> TASK DIRECTIONS:
Print all the entries verbatim.

> PROVIDED ENTRIES:
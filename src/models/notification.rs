//! Inbound OCR completion notifications.
//!
//! The OCR service publishes one message per finished job. Messages reach us
//! either bare or wrapped in a topic envelope that may batch several records;
//! [`parse_notifications`] accepts both and always fans out to one
//! [`CompletionNotification`] per job.

use garde::Validate;
use serde::{Deserialize, Serialize};

use super::job::JobStatus;

/// A single job completion, already reduced to what the handler needs.
#[derive(Debug, Clone, Serialize, Deserialize, PartialEq, Validate)]
pub struct CompletionNotification {
    #[garde(length(min = 1, max = 512))]
    pub job_id: String,

    #[garde(length(min = 1, max = 255))]
    pub bucket: String,

    #[garde(length(min = 1, max = 1024))]
    pub object_key: String,

    #[garde(custom(terminal_status))]
    pub status: JobStatus,
}

fn terminal_status(status: &JobStatus, _ctx: &()) -> garde::Result {
    if status.is_terminal() {
        Ok(())
    } else {
        Err(garde::Error::new("completion status must be SUCCEEDED or FAILED"))
    }
}

/// Wire shape published by the OCR service.
#[derive(Debug, Deserialize)]
#[serde(rename_all = "PascalCase")]
struct OcrMessage {
    job_id: String,
    status: String,
    document_location: DocumentLocation,
}

#[derive(Debug, Deserialize)]
struct DocumentLocation {
    #[serde(rename = "S3Bucket")]
    bucket: String,
    #[serde(rename = "S3ObjectName")]
    object_name: String,
}

#[derive(Debug, Deserialize)]
#[serde(rename_all = "PascalCase")]
struct TopicEnvelope {
    records: Vec<TopicRecord>,
}

#[derive(Debug, Deserialize)]
#[serde(rename_all = "PascalCase")]
struct TopicRecord {
    sns: TopicMessage,
}

#[derive(Debug, Deserialize)]
#[serde(rename_all = "PascalCase")]
struct TopicMessage {
    message: String,
}

#[derive(Debug, thiserror::Error)]
pub enum NotificationError {
    #[error("Notification payload is not valid JSON: {0}")]
    Json(#[from] serde_json::Error),

    #[error("Unexpected completion status '{0}'")]
    UnexpectedStatus(String),

    #[error("Notification failed validation: {0}")]
    Invalid(#[from] garde::Report),

    #[error("Notification envelope contains no records")]
    Empty,
}

/// Decode a bare or enveloped payload into per-job notifications.
pub fn parse_notifications(body: &[u8]) -> Result<Vec<CompletionNotification>, NotificationError> {
    let value: serde_json::Value = serde_json::from_slice(body)?;

    if value.get("Records").is_some() {
        let envelope: TopicEnvelope = serde_json::from_value(value)?;
        if envelope.records.is_empty() {
            return Err(NotificationError::Empty);
        }
        envelope
            .records
            .iter()
            .map(|record| parse_message(record.sns.message.as_bytes()))
            .collect()
    } else {
        let message: OcrMessage = serde_json::from_value(value)?;
        Ok(vec![into_notification(message)?])
    }
}

fn parse_message(raw: &[u8]) -> Result<CompletionNotification, NotificationError> {
    let message: OcrMessage = serde_json::from_slice(raw)?;
    into_notification(message)
}

fn into_notification(message: OcrMessage) -> Result<CompletionNotification, NotificationError> {
    let status = match message.status.as_str() {
        "SUCCEEDED" => JobStatus::Succeeded,
        "FAILED" => JobStatus::Failed,
        other => return Err(NotificationError::UnexpectedStatus(other.to_string())),
    };

    let notification = CompletionNotification {
        job_id: message.job_id,
        bucket: message.document_location.bucket,
        object_key: message.document_location.object_name,
        status,
    };
    notification.validate()?;
    Ok(notification)
}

> EXERCISE OUTPUT:
filename src/models/notification.rs
//! Inbound OCR completion notifications.
//!
//! The OCR service publishes one message per finished job. Messages reach us
//! either bare or wrapped in a topic envelope that may batch several records;
//! [`parse_notifications`] accepts both and always fans out to one
//! [`CompletionNotification`] per job.

use garde::Validate;
use serde::{Deserialize, Serialize};

use super::job::JobStatus;

/// A single job completion, already reduced to what the handler needs.
#[derive(Debug, Clone, Serialize, Deserialize, PartialEq, Validate)]
pub struct CompletionNotification {
    #[garde(length(min = 1, max = 512))]
    pub job_id: String,

    #[garde(length(min = 1, max = 255))]
    pub bucket: String,

    #[garde(length(min = 1, max = 1024))]
    pub object_key: String,

    #[garde(custom(terminal_status))]
    pub status: JobStatus,
}

fn terminal_status(status: &JobStatus, _ctx: &()) -> garde::Result {
    if status.is_terminal() {
        Ok(())
    } else {
        Err(garde::Error::new("completion status must be SUCCEEDED or FAILED"))
    }
}

/// Wire shape published by the OCR service.
#[derive(Debug, Deserialize)]
#[serde(rename_all = "PascalCase")]
struct OcrMessage {
    job_id: String,
    status: String,
    document_location: DocumentLocation,
}

#[derive(Debug, Deserialize)]
struct DocumentLocation {
    #[serde(rename = "S3Bucket")]
    bucket: String,
    #[serde(rename = "S3ObjectName")]
    object_name: String,
}

#[derive(Debug, Deserialize)]
#[serde(rename_all = "PascalCase")]
struct TopicEnvelope {
    records: Vec<TopicRecord>,
}

#[derive(Debug, Deserialize)]
#[serde(rename_all = "PascalCase")]
struct TopicRecord {
    sns: TopicMessage,
}

#[derive(Debug, Deserialize)]
#[serde(rename_all = "PascalCase")]
struct TopicMessage {
    message: String,
}

#[derive(Debug, thiserror::Error)]
pub enum NotificationError {
    #[error("Notification payload is not valid JSON: {0}")]
    Json(#[from] serde_json::Error),

    #[error("Unexpected completion status '{0}'")]
    UnexpectedStatus(String),

    #[error("Notification failed validation: {0}")]
    Invalid(#[from] garde::Report),

    #[error("Notification envelope contains no records")]
    Empty,
}

/// Decode a bare or enveloped payload into per-job notifications.
pub fn parse_notifications(body: &[u8]) -> Result<Vec<CompletionNotification>, NotificationError> {
    let value: serde_json::Value = serde_json::from_slice(body)?;

    if value.get("Records").is_some() {
        let envelope: TopicEnvelope = serde_json::from_value(value)?;
        if envelope.records.is_empty() {
            return Err(NotificationError::Empty);
        }
        envelope
            .records
            .iter()
            .map(|record| parse_message(record.sns.message.as_bytes()))
            .collect()
    } else {
        let message: OcrMessage = serde_json::from_value(value)?;
        Ok(vec![into_notification(message)?])
    }
}

fn parse_message(raw: &[u8]) -> Result<CompletionNotification, NotificationError> {
    let message: OcrMessage = serde_json::from_slice(raw)?;
    into_notification(message)
}

fn into_notification(message: OcrMessage) -> Result<CompletionNotification, NotificationError> {
    let status = match message.status.as_str() {
        "SUCCEEDED" => JobStatus::Succeeded,
        "FAILED" => JobStatus::Failed,
        other => return Err(NotificationError::UnexpectedStatus(other.to_string())),
    };

    let notification = CompletionNotification {
        job_id: message.job_id,
        bucket: message.document_location.bucket,
        object_key: message.document_location.object_name,
        status,
    };
    notification.validate()?;
    Ok(notification)
}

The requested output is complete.